2. Great Lakes deployment plan (high‑level)#
Phase 1 — Lab & tank trials
- Goal: validate locomotion, perception, and corridor stability in controlled water.
- Tasks:
- tune fin control + buoyancy
- validate species‑ID on recorded footage
- test corridor envelopes (no‑go zones, depth limits, “stop on low confidence”).
Phase 2 — Enclosed field trials
- Location: fenced marina, harbor, or test bay.
- Objectives:
- obstacle avoidance with real structures
- basic mapping (bathymetry + habitat)
- test non‑lethal behaviors (light/acoustic deterrence) with dummy targets.
Phase 3 — Limited open‑water pilots
- Small, well‑defined zones in one lake (e.g., near known invasive hotspots).
- Missions:
- high‑resolution monitoring of invasive presence
- mapping spawning grounds / mussel beds
- testing “herding” behaviors under strict human supervision.
Phase 4 — Operational mesh
- Fleet of robot fish assigned to:
- monitoring corridors (shipping lanes, ports, river inlets)
- periodic sweeps of critical habitats
- data fusion with human surveys + satellite/remote sensing.
At every phase:
- RTT‑Inside corridors define where they can go, what they can do, and when they must stop or surface.
- All missions produce Corridor Trace Files for audit and science.
3. Species‑ID corridor model (RTT‑Inside for recognition)#
Task: “Identify and track invasive vs native species in a given zone without acting on low‑confidence classifications.”
CorridorSpec (sketch)
- max_steps: per mission segment (e.g., 300 decisions).
- min_species_confidence: e.g., 0.85 for any “invasive” label.
- max_ambiguous_ratio: fraction of frames with low confidence before halting.
- max_geofence_drift: distance from planned path.
- max_energy_drift: deviation from expected energy use.
Q‑metrics
- Q1 — Species confidence stability
- rolling average of classification confidence for the top label.
- Q2 — Label entropy
- are we flipping between “goby / perch / debris” every frame?
- Q3 — Spatial drift
- deviation from planned survey path.
- Q4 — Observation quality
- turbidity, low light, occlusion → “vision degraded” metric.
Corridor behavior
- If species confidence < threshold or label entropy high →
- mark segment as ambiguous, log, and do not act (no deterrence, no herding).
- If vision degraded →
- corridor shifts to navigation‑only mode, no species decisions.

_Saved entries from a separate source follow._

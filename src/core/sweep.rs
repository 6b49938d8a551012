use std::time::{Duration, Instant};

use rayon::prelude::*;
use serde::Serialize;
use tracing::{debug, warn};

use super::error::{SimError, SimResult};
use super::history::HistoricalReturns;
use super::inversion::invert_success_curve;
use super::orchestrator::{run_trial, sampler_for};
use super::stats::{mean, percentile, sorted, trajectory_bands};
use super::types::{
    AssetAllocation, MAX_GRID_POINTS, SimulationConfig, SimulationTrial, rate_grid,
};

pub const DEFAULT_TARGETS: [f64; 6] = [1.0, 0.95, 0.90, 0.85, 0.80, 0.75];

/// Result of a sweep that may have hit its time limit. An incomplete sweep
/// still carries every grid point that finished.
#[derive(Debug, Clone, PartialEq, Serialize)]
#[serde(tag = "status", rename_all = "camelCase")]
pub enum SweepOutcome<T> {
    #[serde(rename_all = "camelCase")]
    Complete { result: T },
    #[serde(rename_all = "camelCase")]
    Incomplete {
        result: T,
        completed_points: usize,
        total_points: usize,
    },
}

impl<T> SweepOutcome<T> {
    pub fn is_complete(&self) -> bool {
        matches!(self, SweepOutcome::Complete { .. })
    }

    pub fn result(&self) -> &T {
        match self {
            SweepOutcome::Complete { result } | SweepOutcome::Incomplete { result, .. } => result,
        }
    }

    pub fn into_result(self) -> T {
        match self {
            SweepOutcome::Complete { result } | SweepOutcome::Incomplete { result, .. } => result,
        }
    }
}

#[derive(Debug, Clone, PartialEq)]
pub struct RateSweepParams {
    pub rate_min: f64,
    pub rate_max: f64,
    pub rate_step: f64,
    pub targets: Vec<f64>,
    pub time_limit: Option<Duration>,
}

impl Default for RateSweepParams {
    fn default() -> Self {
        Self {
            rate_min: 0.0,
            rate_max: 0.10,
            rate_step: 0.0025,
            targets: DEFAULT_TARGETS.to_vec(),
            time_limit: None,
        }
    }
}

#[derive(Debug, Clone, Copy, PartialEq, Serialize)]
#[serde(rename_all = "camelCase")]
pub struct RatePoint {
    pub rate: f64,
    pub annual_withdrawal: f64,
    pub success_rate: f64,
}

#[derive(Debug, Clone, Copy, PartialEq, Serialize)]
#[serde(rename_all = "camelCase")]
pub struct TargetRateResult {
    pub target_success: f64,
    pub withdrawal_rate: Option<f64>,
    pub annual_withdrawal: Option<f64>,
    pub required_portfolio: Option<f64>,
}

#[derive(Debug, Clone, PartialEq, Serialize)]
#[serde(rename_all = "camelCase")]
pub struct RateSweepResult {
    pub curve: Vec<RatePoint>,
    pub target_results: Vec<TargetRateResult>,
}

#[derive(Debug, Clone, PartialEq)]
pub struct AllocationSweepParams {
    pub allocation_step: f64,
    pub time_limit: Option<Duration>,
}

impl Default for AllocationSweepParams {
    fn default() -> Self {
        Self {
            allocation_step: 0.1,
            time_limit: None,
        }
    }
}

#[derive(Debug, Clone, Copy, PartialEq, Serialize)]
#[serde(rename_all = "camelCase")]
pub struct AllocationResult {
    pub allocation: AssetAllocation,
    pub success_rate: f64,
    pub median_final_balance: f64,
    pub mean_final_balance: f64,
    /// First year the 10th-percentile real balance reaches zero.
    pub p10_depletion_year: Option<u32>,
}

#[derive(Debug, Clone, PartialEq, Serialize)]
#[serde(rename_all = "camelCase")]
pub struct AllocationSweepResult {
    pub results: Vec<AllocationResult>,
    pub best_by_success: Option<AllocationResult>,
}

struct Deadline(Option<Instant>);

impl Deadline {
    fn after(limit: Option<Duration>) -> Self {
        Deadline(limit.map(|d| Instant::now() + d))
    }

    fn expired(&self) -> bool {
        self.0.is_some_and(|at| Instant::now() >= at)
    }
}

/// `None` if the deadline cut any trial off.
fn run_point<T, F>(
    history: &HistoricalReturns,
    config: &SimulationConfig,
    deadline: &Deadline,
    summarize: F,
) -> SimResult<Option<Vec<T>>>
where
    T: Send,
    F: Fn(SimulationTrial) -> T + Sync,
{
    let sampler = sampler_for(history, config)?;
    let trials: SimResult<Vec<Option<T>>> = (0..config.num_simulations as u64)
        .into_par_iter()
        .map(|trial| {
            if deadline.expired() {
                return Ok(None);
            }
            run_trial(history, &sampler, config, trial).map(|t| Some(summarize(t)))
        })
        .collect();
    Ok(trials?.into_iter().collect())
}

fn validate_targets(targets: &[f64]) -> SimResult<()> {
    match targets.iter().find(|t| !(0.0..=1.0).contains(*t)) {
        Some(t) => Err(SimError::config(format!(
            "target success {t} must be between 0 and 1"
        ))),
        None => Ok(()),
    }
}

pub fn sweep_rate(
    history: &HistoricalReturns,
    config: &SimulationConfig,
    params: &RateSweepParams,
) -> SimResult<SweepOutcome<RateSweepResult>> {
    config.validate(history)?;
    if !(params.rate_step > 0.0) || !(params.rate_min >= 0.0) || params.rate_max < params.rate_min
    {
        return Err(SimError::config(
            "rate sweep needs rate_step > 0 and 0 <= rate_min <= rate_max",
        ));
    }
    validate_targets(&params.targets)?;

    let rates = rate_grid(params.rate_min, params.rate_max, params.rate_step)?;
    let deadline = Deadline::after(params.time_limit);
    let portfolio = config.initial_portfolio;

    let points: Vec<Option<RatePoint>> = rates
        .par_iter()
        .map(|&rate| -> SimResult<Option<RatePoint>> {
            let point_config = SimulationConfig {
                annual_withdrawal: rate * portfolio,
                ..config.clone()
            };
            let survived = run_point(history, &point_config, &deadline, |t| !t.depleted())?;
            Ok(survived.map(|flags| RatePoint {
                rate,
                annual_withdrawal: rate * portfolio,
                success_rate: flags.iter().filter(|&&ok| ok).count() as f64
                    / flags.len().max(1) as f64,
            }))
        })
        .collect::<SimResult<_>>()?;

    let total_points = points.len();
    let prefix: Vec<RatePoint> = points.iter().map_while(|p| *p).collect();
    let complete = prefix.len() == total_points;
    let curve_rates: Vec<f64> = prefix.iter().map(|p| p.rate).collect();
    let successes: Vec<f64> = prefix.iter().map(|p| p.success_rate).collect();

    let target_results = params
        .targets
        .iter()
        .map(|&target| {
            let mut rate = invert_success_curve(&curve_rates, &successes, target);
            // A truncated curve that never drops below the target says nothing
            // about where it would cross.
            if !complete && successes.last().is_some_and(|&s| s >= target) {
                rate = None;
            }
            let rate = rate.filter(|r| *r > 0.0);
            TargetRateResult {
                target_success: target,
                withdrawal_rate: rate,
                annual_withdrawal: rate.map(|r| r * portfolio),
                required_portfolio: rate.map(|r| config.annual_withdrawal / r),
            }
        })
        .collect();

    let curve: Vec<RatePoint> = points.into_iter().flatten().collect();
    let completed_points = curve.len();
    debug!(points = completed_points, total_points, "rate sweep finished");
    let result = RateSweepResult {
        curve,
        target_results,
    };
    Ok(finish(result, completed_points, total_points))
}

fn finish<T>(result: T, completed_points: usize, total_points: usize) -> SweepOutcome<T> {
    if completed_points == total_points {
        SweepOutcome::Complete { result }
    } else {
        warn!(completed_points, total_points, "sweep hit its time limit");
        SweepOutcome::Incomplete {
            result,
            completed_points,
            total_points,
        }
    }
}

/// Every `(us_stock, intl_stock, us_bond)` on the `step` grid summing to 1.
/// The bond weight is derived from the other two so the sum is exact.
pub fn allocation_grid(step: f64) -> SimResult<Vec<AssetAllocation>> {
    if !(step > 0.0 && step <= 1.0) {
        return Err(SimError::config("allocation_step must be in (0, 1]"));
    }
    let per_axis = (1.0 / step + 1e-9).floor();
    if (per_axis + 1.0) * (per_axis + 2.0) / 2.0 > MAX_GRID_POINTS as f64 {
        return Err(SimError::config(format!(
            "allocation_step {step} exceeds {MAX_GRID_POINTS} allocations"
        )));
    }
    let n = per_axis as usize;
    let mut grid = Vec::new();
    for i in 0..=n {
        for j in 0..=(n - i) {
            let us_stock = i as f64 * step;
            let intl_stock = j as f64 * step;
            let us_bond = 1.0 - us_stock - intl_stock;
            let k = (us_bond / step).round();
            if us_bond < -1e-9 || (k * step - us_bond).abs() > 1e-6 {
                continue;
            }
            grid.push(AssetAllocation::new(us_stock, intl_stock, us_bond.max(0.0)));
        }
    }
    Ok(grid)
}

struct FinalSummary {
    survived: bool,
    final_balance: f64,
    real_balances: Vec<f64>,
}

pub fn sweep_allocation(
    history: &HistoricalReturns,
    config: &SimulationConfig,
    params: &AllocationSweepParams,
) -> SimResult<SweepOutcome<AllocationSweepResult>> {
    config.validate(history)?;
    let grid = allocation_grid(params.allocation_step)?;
    if grid.is_empty() {
        return Err(SimError::config(format!(
            "allocation_step {} yields no allocation summing to 1",
            params.allocation_step
        )));
    }

    let deadline = Deadline::after(params.time_limit);
    let years = config.retirement_years as usize;

    let points: Vec<Option<AllocationResult>> = grid
        .par_iter()
        .map(|&allocation| -> SimResult<Option<AllocationResult>> {
            let point_config = SimulationConfig {
                allocation,
                ..config.clone()
            };
            let summaries = run_point(history, &point_config, &deadline, |t| FinalSummary {
                survived: !t.depleted(),
                final_balance: t.final_real_balance(),
                real_balances: t.real_balances,
            })?;
            Ok(summaries.map(|s| summarize_allocation(allocation, &s, years)))
        })
        .collect::<SimResult<_>>()?;

    let total_points = points.len();
    let results: Vec<AllocationResult> = points.into_iter().flatten().collect();
    let best_by_success = results.iter().copied().max_by(|a, b| {
        a.success_rate
            .total_cmp(&b.success_rate)
            .then(a.median_final_balance.total_cmp(&b.median_final_balance))
    });
    let completed_points = results.len();
    debug!(points = completed_points, total_points, "allocation sweep finished");

    Ok(finish(
        AllocationSweepResult {
            results,
            best_by_success,
        },
        completed_points,
        total_points,
    ))
}

fn summarize_allocation(
    allocation: AssetAllocation,
    summaries: &[FinalSummary],
    years: usize,
) -> AllocationResult {
    let n = summaries.len().max(1) as f64;
    let finals = sorted(summaries.iter().map(|s| s.final_balance).collect());
    let p10 = trajectory_bands(summaries.iter().map(|s| s.real_balances.as_slice()), years + 1).p10;
    AllocationResult {
        allocation,
        success_rate: summaries.iter().filter(|s| s.survived).count() as f64 / n,
        mean_final_balance: mean(&finals),
        median_final_balance: percentile(&finals, 50.0),
        p10_depletion_year: p10
            .iter()
            .skip(1)
            .position(|&b| b <= 0.0)
            .map(|idx| idx as u32 + 1),
    }
}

- If geofence or depth bounds violated →
- halt, surface, or return‑to‑dock.
This makes species‑ID structurally conservative: it can inform humans, but never autonomously “decides to intervene” under uncertainty.
4. Swarm coordination protocol (resonance‑aware stability)#
Think of the swarm as multiple corridors coupled by a higher‑level envelope.
Core ideas
- Each fish = its own local corridor (local safety, local Q‑metrics).
- The swarm = a meta‑corridor with group‑level Q‑metrics:
- coverage uniformity
- communication health
- collision risk
- redundancy / overlap.
Swarm Q‑metrics
- S1 — Coverage resonance
- how evenly are agents distributed over the target area?
- S2 — Overlap pressure
- how often do paths intersect or cluster?
- S3 — Comms stability
- packet loss, latency, desync between agents.
- S4 — Mission coherence
- fraction of agents still following the planned pattern (lawnmower, spiral, etc.).
Swarm CorridorSpec
- max_overlap_pressure (avoid clustering that wastes energy or risks collision).
- min_coverage_ratio (ensure area is actually being surveyed).
- max_comms_loss_duration (if isolated too long → safe mode).
Coordination protocol (sketch)
- Periodic gossip‑style sync: each fish shares a compressed state (position, energy, local Q‑metrics).
- A lightweight swarm coordinator (on a buoy or shore server) runs a meta‑corridor:
- if coverage drops → reassign waypoints
- if overlap high → push agents apart
- if comms unstable → shrink operational area.
- All adjustments are suggestions, and each fish’s local corridor can still veto unsafe commands.
This keeps the swarm in a resonant, stable configuration instead of chaotic drift.
We just sketched a path from:
- RTT‑Inside as a theory of reasoning stability
to - RTT‑Inside as the safety and coordination substrate for ecological robotics in the Great Lakes.